WHAT IS NEEDED
Each line below should be quoted exactly, please.

RECORD EXTRACTS

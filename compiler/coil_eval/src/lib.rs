//! Coil Eval - the evaluation engine for the Coil dialect.
//!
//! This crate is both the iterative interpreter and the single home of the
//! runtime semantics the compiled target reuses:
//!
//! - `Value`, `Int`, `Complex`: the tagged value model and numeric tower
//! - `evaluate_binary` / `evaluate_unary` / `equals` / `compare`: operator
//!   semantics, including the precision-safe integer/float comparator
//! - `EnvArena`: frames addressed by stable ids, with temporal-dead-zone
//!   slots
//! - `Machine`: the pending-work/operand-stack evaluator that never
//!   recurses on the host stack per guest call
//! - `Budget`: cooperative step and wall-clock limits
//! - `RuntimeError` / `ErrorKind`: the unified error taxonomy both
//!   realizations classify into
//!
//! # Architecture
//!
//! Evaluation is explicit-state: tree nodes decompose onto a pending-work
//! stack, completed values collect on an operand stack, and the current
//! environment is an arena id. `run_program` resolves and evaluates in one
//! call; `MachineBuilder` is the fine-grained surface.

mod arith;
mod budget;
mod builtins;
mod env;
mod errors;
mod machine;
mod outcome;
mod value;

pub use arith::{compare, equals, evaluate_binary, evaluate_unary};
pub use budget::{Budget, BudgetMeter};
pub use builtins::Builtin;
pub use env::{EnvArena, EnvId};
pub use errors::{
    arity_mismatch, name_error, not_a_pair, not_callable, unbound_local, unsupported_binary,
    unsupported_unary, zero_division, ErrorKind, EvalResult, RuntimeError,
    COMPLEX_DIV_BY_ZERO, DIV_BY_ZERO, FLOAT_DIV_BY_ZERO, FLOAT_FLOORDIV_BY_ZERO,
    FLOAT_MOD_BY_ZERO, INT_FLOORDIV_OR_MOD_BY_ZERO, ZERO_TO_NEGATIVE_POWER,
};
pub use machine::{run_program, Machine, MachineBuilder};
pub use outcome::Outcome;
pub use value::{
    display, format_complex, format_float, repr, ClosureValue, Complex, Heap, Int, Value,
};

TASK RESULT
filename compiler/coil_eval/src/lib.rs
//! Coil Eval - the evaluation engine for the Coil dialect.
//!
//! This crate is both the iterative interpreter and the single home of the
//! runtime semantics the compiled target reuses:
//!
//! - `Value`, `Int`, `Complex`: the tagged value model and numeric tower
//! - `evaluate_binary` / `evaluate_unary` / `equals` / `compare`: operator
//!   semantics, including the precision-safe integer/float comparator
//! - `EnvArena`: frames addressed by stable ids, with temporal-dead-zone
//!   slots
//! - `Machine`: the pending-work/operand-stack evaluator that never
//!   recurses on the host stack per guest call
//! - `Budget`: cooperative step and wall-clock limits
//! - `RuntimeError` / `ErrorKind`: the unified error taxonomy both
//!   realizations classify into
//!
//! # Architecture
//!
//! Evaluation is explicit-state: tree nodes decompose onto a pending-work
//! stack, completed values collect on an operand stack, and the current
//! environment is an arena id. `run_program` resolves and evaluates in one
//! call; `MachineBuilder` is the fine-grained surface.

mod arith;
mod budget;
mod builtins;
mod env;
mod errors;
mod machine;
mod outcome;
mod value;

pub use arith::{compare, equals, evaluate_binary, evaluate_unary};
pub use budget::{Budget, BudgetMeter};
pub use builtins::Builtin;
pub use env::{EnvArena, EnvId};
pub use errors::{
    arity_mismatch, name_error, not_a_pair, not_callable, unbound_local, unsupported_binary,
    unsupported_unary, zero_division, ErrorKind, EvalResult, RuntimeError,
    COMPLEX_DIV_BY_ZERO, DIV_BY_ZERO, FLOAT_DIV_BY_ZERO, FLOAT_FLOORDIV_BY_ZERO,
    FLOAT_MOD_BY_ZERO, INT_FLOORDIV_OR_MOD_BY_ZERO, ZERO_TO_NEGATIVE_POWER,
};
pub use machine::{run_program, Machine, MachineBuilder};
pub use outcome::Outcome;
pub use value::{
    display, format_complex, format_float, repr, ClosureValue, Complex, Heap, Int, Value,
};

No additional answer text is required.